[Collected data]
══════

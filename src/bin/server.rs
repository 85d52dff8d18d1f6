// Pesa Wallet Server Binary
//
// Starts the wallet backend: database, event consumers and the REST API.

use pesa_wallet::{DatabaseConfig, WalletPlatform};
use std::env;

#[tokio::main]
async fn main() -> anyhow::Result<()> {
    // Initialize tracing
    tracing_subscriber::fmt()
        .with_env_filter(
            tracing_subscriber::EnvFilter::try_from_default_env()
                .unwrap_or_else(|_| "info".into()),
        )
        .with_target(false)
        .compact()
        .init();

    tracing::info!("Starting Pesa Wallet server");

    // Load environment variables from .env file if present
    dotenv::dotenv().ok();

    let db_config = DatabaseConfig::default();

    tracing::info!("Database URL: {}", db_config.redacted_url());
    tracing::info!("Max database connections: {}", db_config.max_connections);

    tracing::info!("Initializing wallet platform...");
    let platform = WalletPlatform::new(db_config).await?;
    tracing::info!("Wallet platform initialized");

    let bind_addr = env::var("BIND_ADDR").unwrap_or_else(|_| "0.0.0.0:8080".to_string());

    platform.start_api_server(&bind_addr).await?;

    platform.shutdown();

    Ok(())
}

══════

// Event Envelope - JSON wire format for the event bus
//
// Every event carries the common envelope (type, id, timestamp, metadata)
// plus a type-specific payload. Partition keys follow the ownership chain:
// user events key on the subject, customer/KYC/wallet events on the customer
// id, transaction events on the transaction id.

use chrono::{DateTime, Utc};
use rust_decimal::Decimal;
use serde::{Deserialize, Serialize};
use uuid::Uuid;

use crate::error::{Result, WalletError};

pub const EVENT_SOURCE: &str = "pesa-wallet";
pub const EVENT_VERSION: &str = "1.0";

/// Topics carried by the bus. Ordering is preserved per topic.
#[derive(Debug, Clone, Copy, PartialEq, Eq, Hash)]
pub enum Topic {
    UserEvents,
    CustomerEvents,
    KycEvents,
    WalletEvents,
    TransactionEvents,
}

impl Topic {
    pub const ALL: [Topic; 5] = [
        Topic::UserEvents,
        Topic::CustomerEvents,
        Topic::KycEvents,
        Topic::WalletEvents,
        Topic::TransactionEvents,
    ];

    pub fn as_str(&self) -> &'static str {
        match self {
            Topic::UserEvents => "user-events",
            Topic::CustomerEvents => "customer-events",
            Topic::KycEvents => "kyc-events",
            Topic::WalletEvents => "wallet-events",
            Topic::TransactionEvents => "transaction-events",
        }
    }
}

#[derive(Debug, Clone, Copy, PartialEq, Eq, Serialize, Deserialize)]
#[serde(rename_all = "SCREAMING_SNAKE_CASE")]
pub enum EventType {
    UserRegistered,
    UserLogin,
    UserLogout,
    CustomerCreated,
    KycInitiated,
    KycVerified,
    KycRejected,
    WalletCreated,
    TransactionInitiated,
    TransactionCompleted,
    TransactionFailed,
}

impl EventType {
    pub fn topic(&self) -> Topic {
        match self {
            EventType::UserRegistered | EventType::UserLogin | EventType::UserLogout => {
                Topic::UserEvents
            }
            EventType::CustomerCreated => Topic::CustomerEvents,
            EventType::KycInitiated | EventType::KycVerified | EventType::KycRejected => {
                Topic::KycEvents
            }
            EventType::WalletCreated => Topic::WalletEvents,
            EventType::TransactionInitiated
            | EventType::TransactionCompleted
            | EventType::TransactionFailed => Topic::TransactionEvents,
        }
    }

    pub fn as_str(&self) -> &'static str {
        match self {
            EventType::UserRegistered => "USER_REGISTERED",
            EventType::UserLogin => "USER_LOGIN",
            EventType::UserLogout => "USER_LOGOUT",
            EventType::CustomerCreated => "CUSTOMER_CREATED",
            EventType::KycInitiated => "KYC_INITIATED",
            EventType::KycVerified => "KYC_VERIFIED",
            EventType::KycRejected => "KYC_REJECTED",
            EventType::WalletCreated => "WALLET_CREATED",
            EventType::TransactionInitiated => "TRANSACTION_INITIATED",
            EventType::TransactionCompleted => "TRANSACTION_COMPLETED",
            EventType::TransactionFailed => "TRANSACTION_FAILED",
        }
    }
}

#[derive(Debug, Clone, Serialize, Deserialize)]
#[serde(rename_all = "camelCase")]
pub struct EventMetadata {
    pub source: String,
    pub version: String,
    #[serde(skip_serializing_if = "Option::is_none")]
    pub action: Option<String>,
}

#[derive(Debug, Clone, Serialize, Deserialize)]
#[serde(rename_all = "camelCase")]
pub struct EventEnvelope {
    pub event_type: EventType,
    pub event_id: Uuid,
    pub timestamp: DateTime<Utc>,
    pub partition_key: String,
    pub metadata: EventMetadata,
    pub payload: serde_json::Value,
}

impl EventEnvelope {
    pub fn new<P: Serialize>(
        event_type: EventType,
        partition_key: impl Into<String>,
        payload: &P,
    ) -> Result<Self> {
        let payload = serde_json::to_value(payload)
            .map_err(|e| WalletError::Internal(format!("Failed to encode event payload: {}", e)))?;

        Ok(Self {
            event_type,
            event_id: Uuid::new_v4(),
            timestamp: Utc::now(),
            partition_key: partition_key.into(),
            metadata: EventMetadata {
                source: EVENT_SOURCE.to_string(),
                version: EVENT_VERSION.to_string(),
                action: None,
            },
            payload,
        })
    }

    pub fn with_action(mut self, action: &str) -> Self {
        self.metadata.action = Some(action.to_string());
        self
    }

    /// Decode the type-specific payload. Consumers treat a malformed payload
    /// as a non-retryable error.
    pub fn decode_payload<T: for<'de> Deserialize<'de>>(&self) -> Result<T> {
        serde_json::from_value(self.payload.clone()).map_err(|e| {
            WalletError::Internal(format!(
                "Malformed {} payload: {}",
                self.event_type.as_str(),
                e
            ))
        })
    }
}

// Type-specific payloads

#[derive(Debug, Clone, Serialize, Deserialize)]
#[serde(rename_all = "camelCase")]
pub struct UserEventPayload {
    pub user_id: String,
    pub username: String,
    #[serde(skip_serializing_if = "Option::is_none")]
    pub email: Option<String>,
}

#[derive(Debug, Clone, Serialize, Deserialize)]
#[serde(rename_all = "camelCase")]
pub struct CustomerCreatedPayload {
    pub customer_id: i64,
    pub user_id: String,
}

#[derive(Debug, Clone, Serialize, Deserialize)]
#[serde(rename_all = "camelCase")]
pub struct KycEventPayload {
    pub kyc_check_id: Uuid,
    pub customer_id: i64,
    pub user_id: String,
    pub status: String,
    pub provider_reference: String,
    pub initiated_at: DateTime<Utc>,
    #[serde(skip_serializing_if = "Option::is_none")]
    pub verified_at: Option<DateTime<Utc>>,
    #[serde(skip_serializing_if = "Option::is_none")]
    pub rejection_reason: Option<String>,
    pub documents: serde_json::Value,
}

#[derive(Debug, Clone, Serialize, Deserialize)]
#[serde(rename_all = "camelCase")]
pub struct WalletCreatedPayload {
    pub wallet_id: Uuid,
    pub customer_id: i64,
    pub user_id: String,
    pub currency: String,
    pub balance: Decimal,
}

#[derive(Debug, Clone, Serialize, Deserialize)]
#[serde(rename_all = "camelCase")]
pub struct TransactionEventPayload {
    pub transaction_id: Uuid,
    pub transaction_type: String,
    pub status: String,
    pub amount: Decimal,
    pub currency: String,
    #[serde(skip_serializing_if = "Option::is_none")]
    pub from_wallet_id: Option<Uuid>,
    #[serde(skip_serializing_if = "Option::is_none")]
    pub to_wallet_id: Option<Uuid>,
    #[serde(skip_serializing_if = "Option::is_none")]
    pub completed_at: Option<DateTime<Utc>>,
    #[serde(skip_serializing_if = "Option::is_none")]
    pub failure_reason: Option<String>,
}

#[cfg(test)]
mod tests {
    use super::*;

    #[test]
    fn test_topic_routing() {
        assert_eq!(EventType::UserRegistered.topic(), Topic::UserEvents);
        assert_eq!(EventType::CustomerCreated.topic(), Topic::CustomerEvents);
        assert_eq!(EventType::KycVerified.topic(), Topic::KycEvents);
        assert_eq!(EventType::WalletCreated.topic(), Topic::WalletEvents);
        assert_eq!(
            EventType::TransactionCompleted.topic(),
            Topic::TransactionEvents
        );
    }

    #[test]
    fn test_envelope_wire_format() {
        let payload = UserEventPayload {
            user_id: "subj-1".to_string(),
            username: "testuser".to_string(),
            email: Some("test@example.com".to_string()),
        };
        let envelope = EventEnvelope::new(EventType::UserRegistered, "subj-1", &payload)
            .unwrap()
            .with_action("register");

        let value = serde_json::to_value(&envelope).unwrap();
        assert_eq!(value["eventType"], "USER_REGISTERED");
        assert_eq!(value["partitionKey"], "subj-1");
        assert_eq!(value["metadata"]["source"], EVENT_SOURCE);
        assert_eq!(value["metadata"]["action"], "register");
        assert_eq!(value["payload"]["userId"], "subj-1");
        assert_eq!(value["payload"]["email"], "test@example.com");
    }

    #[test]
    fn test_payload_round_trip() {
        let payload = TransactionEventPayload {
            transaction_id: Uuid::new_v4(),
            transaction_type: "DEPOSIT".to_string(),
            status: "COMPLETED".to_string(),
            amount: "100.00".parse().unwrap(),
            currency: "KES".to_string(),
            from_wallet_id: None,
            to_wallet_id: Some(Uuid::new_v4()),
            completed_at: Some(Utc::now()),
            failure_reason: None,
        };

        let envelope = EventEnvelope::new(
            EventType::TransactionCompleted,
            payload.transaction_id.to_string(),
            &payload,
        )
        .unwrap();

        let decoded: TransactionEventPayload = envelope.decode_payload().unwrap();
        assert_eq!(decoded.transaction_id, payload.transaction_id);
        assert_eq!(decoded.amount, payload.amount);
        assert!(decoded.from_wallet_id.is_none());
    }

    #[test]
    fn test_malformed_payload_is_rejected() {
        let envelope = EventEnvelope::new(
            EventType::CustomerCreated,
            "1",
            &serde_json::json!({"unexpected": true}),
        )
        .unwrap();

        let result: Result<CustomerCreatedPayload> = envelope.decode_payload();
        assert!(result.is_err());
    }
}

══════

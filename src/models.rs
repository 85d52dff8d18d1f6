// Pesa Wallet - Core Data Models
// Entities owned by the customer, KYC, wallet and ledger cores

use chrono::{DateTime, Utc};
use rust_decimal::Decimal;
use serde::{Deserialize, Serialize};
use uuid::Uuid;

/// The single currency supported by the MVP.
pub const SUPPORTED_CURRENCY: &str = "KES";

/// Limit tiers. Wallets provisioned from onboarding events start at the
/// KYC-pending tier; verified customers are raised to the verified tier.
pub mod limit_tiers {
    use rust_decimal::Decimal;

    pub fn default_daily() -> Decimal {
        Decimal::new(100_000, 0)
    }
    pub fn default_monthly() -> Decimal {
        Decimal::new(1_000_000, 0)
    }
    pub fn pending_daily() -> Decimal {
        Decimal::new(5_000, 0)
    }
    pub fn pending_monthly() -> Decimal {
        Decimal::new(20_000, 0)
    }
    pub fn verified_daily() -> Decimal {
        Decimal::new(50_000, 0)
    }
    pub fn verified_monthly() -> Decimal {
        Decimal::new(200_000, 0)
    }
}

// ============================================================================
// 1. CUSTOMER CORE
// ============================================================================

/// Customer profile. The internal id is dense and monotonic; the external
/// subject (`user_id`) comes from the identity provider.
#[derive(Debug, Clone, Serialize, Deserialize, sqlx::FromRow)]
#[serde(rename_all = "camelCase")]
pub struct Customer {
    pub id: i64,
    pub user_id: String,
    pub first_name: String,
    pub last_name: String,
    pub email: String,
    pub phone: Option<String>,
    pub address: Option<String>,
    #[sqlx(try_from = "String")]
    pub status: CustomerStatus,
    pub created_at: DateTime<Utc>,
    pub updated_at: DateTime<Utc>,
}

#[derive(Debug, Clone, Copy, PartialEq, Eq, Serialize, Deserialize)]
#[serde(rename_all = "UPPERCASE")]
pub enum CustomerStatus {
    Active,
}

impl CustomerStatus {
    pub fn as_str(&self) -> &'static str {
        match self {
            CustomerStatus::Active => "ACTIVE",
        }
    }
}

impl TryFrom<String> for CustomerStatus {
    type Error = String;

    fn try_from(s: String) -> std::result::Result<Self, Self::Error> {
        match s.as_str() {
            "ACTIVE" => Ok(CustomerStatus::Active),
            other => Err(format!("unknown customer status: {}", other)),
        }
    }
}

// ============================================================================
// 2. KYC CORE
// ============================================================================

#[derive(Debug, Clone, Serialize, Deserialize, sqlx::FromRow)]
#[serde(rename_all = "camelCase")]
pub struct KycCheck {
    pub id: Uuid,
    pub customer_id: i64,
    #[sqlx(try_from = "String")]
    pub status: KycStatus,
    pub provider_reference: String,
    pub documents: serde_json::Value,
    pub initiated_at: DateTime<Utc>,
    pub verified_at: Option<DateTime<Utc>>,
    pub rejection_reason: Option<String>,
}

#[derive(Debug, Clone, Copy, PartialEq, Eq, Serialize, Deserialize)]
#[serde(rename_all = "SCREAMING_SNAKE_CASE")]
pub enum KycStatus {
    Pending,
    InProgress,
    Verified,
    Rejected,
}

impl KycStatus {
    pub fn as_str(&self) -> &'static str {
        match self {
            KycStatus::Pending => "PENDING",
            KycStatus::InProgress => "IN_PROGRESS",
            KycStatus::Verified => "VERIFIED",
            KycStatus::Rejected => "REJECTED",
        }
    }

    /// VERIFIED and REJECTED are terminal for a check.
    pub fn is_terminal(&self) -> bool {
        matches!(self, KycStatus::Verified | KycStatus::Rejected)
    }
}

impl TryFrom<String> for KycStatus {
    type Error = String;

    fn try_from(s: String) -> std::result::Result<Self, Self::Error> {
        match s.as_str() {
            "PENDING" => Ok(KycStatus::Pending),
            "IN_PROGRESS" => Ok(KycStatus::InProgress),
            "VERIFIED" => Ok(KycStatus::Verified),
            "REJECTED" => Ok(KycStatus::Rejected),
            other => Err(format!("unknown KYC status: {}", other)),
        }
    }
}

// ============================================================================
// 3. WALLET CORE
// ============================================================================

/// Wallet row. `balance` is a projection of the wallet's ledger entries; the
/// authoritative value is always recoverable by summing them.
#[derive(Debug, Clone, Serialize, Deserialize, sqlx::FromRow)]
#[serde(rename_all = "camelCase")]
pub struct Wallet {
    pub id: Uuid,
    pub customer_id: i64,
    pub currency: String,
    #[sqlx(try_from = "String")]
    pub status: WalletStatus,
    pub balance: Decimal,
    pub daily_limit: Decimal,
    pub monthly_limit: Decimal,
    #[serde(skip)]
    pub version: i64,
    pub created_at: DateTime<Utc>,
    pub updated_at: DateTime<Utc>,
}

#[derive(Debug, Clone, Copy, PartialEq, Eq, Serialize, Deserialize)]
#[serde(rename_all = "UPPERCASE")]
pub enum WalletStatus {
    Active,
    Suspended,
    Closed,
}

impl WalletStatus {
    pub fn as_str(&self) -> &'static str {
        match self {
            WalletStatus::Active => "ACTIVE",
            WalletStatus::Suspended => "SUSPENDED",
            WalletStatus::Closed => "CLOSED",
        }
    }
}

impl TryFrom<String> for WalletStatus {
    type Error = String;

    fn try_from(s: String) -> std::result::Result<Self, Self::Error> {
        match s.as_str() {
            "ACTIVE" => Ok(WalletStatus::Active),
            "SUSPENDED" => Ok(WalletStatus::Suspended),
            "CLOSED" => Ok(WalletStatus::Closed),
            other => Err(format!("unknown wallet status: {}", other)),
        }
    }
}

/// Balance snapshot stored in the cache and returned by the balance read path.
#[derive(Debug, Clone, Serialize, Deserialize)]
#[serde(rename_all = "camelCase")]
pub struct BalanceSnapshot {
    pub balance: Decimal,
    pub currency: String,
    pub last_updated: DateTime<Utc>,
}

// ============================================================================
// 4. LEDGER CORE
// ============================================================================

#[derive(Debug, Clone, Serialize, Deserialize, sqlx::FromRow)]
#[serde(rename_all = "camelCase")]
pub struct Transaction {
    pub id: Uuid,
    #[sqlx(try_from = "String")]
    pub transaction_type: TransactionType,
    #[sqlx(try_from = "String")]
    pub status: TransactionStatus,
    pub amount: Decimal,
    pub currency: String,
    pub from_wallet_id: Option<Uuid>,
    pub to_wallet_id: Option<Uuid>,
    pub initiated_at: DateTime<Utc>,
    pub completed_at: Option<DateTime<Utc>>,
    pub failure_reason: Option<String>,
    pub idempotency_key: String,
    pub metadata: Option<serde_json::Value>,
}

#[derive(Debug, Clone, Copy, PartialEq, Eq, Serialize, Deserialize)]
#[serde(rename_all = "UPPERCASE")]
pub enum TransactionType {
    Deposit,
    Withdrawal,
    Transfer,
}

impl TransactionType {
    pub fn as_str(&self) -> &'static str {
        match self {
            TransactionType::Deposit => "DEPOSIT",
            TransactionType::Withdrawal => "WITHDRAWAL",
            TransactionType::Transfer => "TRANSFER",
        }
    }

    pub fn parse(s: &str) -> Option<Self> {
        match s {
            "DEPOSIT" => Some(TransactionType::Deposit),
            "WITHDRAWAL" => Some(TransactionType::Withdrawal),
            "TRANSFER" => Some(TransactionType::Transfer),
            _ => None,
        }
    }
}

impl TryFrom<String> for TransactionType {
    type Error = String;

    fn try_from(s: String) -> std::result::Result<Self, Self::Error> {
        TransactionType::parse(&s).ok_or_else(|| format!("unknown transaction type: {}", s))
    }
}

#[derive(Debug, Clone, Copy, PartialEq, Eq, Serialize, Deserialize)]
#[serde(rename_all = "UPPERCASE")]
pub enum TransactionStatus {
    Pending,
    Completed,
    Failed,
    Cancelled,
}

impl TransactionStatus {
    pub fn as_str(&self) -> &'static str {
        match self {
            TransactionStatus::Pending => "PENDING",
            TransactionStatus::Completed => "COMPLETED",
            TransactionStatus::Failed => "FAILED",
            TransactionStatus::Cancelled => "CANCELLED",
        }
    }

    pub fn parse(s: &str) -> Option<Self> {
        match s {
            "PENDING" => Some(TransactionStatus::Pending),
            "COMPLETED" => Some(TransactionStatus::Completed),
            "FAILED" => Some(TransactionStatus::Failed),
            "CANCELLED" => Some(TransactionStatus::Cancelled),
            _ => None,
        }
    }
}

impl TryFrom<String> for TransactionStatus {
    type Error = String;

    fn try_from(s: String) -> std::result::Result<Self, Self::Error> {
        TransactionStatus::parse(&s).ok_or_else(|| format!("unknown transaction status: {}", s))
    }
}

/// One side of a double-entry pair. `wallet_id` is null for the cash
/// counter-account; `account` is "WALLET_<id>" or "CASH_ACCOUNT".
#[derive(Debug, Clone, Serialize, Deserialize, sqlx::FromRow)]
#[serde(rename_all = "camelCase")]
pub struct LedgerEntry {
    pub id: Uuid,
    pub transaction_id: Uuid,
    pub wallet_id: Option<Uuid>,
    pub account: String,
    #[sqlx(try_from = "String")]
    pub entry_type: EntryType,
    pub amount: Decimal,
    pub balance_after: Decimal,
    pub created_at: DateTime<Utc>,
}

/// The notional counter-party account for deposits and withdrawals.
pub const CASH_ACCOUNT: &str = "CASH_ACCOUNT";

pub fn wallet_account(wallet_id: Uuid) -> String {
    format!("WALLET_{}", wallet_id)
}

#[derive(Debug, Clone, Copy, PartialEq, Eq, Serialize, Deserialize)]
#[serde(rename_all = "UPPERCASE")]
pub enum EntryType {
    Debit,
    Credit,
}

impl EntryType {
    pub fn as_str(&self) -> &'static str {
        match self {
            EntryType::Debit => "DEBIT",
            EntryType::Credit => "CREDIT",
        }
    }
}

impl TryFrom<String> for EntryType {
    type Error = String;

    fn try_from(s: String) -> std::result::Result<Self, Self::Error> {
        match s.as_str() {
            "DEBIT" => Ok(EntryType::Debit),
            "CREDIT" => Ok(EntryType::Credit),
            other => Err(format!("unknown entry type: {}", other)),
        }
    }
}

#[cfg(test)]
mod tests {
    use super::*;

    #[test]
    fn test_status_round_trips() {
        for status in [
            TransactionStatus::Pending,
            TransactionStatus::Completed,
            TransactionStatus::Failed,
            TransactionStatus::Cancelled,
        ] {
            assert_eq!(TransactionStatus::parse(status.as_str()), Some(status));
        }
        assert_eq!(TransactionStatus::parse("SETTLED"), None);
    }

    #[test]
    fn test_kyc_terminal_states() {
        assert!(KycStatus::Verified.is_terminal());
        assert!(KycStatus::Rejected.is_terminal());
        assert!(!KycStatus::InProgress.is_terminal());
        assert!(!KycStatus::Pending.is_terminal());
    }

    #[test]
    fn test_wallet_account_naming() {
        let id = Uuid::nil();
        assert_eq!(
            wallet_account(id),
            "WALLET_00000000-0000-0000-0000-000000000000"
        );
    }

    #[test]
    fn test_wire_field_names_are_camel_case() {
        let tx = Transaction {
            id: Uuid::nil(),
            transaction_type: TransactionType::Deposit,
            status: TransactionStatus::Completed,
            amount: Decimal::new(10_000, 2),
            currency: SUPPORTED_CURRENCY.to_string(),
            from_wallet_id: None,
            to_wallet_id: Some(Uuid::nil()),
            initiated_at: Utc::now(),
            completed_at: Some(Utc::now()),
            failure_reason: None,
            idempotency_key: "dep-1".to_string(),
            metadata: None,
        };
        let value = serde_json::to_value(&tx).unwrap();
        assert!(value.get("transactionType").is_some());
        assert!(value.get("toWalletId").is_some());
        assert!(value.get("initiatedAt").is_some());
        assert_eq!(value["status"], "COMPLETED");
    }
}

══════

**EXERCISE DESCRIPTION**
For each line in the data that holds the word "main", copy the line.

**RESPONSE BELOW**
#[tokio::main]
async fn main() -> anyhow::Result<()> {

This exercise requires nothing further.